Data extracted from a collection
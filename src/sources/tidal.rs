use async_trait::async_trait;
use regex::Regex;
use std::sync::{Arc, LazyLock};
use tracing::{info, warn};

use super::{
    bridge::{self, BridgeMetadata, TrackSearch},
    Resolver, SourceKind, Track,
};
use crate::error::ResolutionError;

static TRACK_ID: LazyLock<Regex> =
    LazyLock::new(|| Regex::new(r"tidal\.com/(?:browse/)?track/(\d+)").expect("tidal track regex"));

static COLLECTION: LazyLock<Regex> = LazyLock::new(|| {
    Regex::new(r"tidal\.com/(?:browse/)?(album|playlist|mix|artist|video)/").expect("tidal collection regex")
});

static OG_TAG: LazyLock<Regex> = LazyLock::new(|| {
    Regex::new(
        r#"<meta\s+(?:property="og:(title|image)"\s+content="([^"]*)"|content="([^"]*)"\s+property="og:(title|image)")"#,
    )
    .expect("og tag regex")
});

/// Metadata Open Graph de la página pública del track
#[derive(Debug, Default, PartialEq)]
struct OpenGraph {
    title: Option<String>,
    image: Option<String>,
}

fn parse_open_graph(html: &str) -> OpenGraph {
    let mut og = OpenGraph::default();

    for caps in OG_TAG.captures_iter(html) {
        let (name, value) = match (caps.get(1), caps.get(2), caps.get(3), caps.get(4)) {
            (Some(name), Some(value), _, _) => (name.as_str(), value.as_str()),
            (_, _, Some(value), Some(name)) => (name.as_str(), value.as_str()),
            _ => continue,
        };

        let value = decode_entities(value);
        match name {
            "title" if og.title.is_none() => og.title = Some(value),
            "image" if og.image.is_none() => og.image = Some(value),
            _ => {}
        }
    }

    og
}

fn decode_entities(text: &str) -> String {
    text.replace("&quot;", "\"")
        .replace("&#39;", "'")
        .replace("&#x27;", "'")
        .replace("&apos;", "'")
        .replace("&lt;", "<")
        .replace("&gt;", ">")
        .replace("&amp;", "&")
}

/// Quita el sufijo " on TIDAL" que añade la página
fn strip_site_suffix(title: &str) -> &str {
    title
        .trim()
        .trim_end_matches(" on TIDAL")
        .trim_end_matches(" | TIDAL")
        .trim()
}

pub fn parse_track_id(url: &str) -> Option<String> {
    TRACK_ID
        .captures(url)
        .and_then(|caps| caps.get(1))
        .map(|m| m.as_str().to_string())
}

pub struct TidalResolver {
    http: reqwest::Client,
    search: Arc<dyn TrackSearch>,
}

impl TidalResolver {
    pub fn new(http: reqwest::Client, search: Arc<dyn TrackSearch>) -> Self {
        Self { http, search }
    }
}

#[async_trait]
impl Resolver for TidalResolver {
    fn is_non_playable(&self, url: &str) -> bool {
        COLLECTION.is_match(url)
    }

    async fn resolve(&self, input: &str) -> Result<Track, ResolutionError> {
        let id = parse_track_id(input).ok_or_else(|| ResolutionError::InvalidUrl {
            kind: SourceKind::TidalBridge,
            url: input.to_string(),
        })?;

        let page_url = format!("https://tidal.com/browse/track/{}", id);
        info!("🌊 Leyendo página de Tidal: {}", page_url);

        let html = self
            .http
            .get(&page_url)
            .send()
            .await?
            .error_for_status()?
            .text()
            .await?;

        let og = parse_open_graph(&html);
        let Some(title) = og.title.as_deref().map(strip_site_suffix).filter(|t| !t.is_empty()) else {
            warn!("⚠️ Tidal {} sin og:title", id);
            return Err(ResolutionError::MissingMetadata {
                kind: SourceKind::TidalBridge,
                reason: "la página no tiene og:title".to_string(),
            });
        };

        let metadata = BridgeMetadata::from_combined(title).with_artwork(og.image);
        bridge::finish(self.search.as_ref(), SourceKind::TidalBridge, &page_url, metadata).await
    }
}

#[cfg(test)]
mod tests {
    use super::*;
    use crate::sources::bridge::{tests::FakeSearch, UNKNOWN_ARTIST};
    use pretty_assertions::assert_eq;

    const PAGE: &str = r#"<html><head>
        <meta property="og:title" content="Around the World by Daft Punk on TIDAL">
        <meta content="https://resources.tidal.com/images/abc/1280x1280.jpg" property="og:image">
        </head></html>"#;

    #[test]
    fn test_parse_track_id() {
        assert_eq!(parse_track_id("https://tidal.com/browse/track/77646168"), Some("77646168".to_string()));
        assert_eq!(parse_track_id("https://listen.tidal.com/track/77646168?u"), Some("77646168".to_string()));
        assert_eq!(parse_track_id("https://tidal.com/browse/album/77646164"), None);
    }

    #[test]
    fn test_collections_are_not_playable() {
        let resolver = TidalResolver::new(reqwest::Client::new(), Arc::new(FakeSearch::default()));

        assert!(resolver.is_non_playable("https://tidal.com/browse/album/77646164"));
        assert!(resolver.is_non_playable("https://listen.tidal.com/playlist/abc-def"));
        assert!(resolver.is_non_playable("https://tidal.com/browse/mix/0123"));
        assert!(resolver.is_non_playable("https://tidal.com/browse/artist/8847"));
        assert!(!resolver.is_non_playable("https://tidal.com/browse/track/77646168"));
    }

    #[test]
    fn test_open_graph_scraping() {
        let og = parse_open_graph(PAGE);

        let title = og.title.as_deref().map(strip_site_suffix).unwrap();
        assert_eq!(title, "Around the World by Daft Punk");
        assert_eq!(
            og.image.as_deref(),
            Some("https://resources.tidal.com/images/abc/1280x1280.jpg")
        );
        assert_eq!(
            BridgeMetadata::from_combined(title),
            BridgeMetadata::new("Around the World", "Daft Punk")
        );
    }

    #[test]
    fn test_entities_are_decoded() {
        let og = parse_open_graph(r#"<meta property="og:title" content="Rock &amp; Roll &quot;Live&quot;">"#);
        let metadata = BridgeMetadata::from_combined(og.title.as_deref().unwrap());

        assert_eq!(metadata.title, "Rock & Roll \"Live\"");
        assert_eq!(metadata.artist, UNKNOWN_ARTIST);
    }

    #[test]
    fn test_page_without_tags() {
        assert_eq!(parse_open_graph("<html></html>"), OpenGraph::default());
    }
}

* * *

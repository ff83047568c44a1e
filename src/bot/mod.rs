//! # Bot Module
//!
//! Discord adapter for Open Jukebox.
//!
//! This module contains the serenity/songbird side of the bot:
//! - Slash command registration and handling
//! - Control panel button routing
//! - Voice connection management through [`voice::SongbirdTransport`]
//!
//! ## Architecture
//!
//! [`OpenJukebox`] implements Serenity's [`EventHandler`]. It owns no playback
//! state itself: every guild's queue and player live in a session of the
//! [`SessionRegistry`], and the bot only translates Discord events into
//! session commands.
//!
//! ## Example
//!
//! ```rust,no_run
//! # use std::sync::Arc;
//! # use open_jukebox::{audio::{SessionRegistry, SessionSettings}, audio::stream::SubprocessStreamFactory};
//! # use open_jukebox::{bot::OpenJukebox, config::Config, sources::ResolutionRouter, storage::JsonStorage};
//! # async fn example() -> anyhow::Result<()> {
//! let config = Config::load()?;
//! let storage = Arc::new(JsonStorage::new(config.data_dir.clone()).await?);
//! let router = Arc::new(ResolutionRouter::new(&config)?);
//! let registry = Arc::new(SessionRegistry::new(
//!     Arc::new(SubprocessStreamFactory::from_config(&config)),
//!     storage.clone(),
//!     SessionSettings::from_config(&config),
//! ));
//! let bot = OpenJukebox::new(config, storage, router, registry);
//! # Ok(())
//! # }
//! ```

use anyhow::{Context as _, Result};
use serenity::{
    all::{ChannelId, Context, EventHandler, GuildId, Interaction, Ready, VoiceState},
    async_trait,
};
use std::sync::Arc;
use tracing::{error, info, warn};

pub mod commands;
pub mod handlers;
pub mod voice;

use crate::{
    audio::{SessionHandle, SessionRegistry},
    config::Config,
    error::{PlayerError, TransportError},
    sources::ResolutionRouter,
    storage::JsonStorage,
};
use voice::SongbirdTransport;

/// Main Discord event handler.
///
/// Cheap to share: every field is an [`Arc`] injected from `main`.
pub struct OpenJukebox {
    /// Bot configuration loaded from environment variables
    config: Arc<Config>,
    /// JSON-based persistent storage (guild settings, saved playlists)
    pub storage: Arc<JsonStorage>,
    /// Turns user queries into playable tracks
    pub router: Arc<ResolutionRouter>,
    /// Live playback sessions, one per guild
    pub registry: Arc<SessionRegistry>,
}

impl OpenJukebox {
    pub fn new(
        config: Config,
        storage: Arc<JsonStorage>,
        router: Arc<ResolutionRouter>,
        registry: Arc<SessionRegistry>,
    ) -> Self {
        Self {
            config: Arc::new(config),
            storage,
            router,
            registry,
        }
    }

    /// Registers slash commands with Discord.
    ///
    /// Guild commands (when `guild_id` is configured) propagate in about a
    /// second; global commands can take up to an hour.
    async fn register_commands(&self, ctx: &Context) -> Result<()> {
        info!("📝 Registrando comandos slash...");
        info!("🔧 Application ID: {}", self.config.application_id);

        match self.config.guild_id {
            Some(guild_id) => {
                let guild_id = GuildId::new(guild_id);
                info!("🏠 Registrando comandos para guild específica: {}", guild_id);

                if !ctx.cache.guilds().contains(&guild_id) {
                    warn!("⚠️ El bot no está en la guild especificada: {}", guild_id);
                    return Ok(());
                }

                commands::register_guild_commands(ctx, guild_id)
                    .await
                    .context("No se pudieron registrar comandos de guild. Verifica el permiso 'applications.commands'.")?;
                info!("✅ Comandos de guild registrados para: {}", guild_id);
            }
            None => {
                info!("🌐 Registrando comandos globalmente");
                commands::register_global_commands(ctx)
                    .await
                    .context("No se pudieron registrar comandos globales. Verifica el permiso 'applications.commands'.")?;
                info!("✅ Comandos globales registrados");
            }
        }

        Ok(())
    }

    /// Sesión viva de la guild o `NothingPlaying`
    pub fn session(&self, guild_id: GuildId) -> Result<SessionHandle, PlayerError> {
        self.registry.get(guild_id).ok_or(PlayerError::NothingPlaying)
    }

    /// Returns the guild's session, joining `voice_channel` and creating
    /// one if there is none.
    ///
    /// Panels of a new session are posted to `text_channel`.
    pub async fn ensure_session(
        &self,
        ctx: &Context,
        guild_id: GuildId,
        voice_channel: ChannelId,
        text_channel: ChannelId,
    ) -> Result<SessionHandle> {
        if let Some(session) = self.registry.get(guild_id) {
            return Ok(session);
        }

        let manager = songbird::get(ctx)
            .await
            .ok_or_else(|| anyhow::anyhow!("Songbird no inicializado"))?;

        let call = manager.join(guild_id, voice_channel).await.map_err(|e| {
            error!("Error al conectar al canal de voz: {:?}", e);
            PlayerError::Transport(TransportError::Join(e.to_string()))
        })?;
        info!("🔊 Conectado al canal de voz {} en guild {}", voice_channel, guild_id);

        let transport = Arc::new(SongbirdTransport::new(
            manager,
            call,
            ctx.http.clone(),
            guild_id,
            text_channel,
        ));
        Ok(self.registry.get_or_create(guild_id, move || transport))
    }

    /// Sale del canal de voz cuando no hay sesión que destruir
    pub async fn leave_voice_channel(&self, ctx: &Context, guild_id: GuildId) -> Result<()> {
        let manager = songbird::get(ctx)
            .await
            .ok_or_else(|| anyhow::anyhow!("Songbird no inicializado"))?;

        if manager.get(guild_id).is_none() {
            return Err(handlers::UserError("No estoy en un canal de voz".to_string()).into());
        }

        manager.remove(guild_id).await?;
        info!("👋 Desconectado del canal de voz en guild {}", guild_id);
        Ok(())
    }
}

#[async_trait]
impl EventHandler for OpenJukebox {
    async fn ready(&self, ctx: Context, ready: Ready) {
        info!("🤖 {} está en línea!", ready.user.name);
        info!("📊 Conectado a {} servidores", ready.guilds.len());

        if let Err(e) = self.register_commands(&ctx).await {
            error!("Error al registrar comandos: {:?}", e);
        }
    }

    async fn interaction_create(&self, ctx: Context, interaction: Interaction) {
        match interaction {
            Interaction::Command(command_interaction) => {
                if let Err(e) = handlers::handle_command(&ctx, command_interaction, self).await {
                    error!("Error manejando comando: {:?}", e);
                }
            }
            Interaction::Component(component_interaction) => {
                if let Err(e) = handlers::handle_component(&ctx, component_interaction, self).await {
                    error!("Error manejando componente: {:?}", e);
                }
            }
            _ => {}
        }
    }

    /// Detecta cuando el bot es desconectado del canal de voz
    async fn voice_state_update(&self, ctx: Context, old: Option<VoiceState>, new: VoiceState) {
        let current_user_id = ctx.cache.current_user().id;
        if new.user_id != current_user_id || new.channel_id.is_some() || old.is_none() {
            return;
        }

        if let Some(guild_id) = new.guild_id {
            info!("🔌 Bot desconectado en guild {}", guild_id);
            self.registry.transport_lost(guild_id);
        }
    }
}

* * *

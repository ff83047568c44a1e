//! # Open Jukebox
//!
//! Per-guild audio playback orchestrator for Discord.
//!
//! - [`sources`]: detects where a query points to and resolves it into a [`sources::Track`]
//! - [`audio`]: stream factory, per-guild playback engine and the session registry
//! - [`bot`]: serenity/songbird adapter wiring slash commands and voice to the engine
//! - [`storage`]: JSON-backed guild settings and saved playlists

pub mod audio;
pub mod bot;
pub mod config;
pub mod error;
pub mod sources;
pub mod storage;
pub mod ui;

→ **EXERCISE**: Copy out the lines above exactly, beginning at the one that contains "filename src/sources/tidal.rs" and ending at the one that contains "static TRACK_ID: LazyLock<Regex>".

→ **EXPECTED ANSWER**:
filename src/sources/tidal.rs
use async_trait::async_trait;
use regex::Regex;
use std::sync::{Arc, LazyLock};
use tracing::{info, warn};

use super::{
    bridge::{self, BridgeMetadata, TrackSearch},
    Resolver, SourceKind, Track,
};
use crate::error::ResolutionError;

static TRACK_ID: LazyLock<Regex> =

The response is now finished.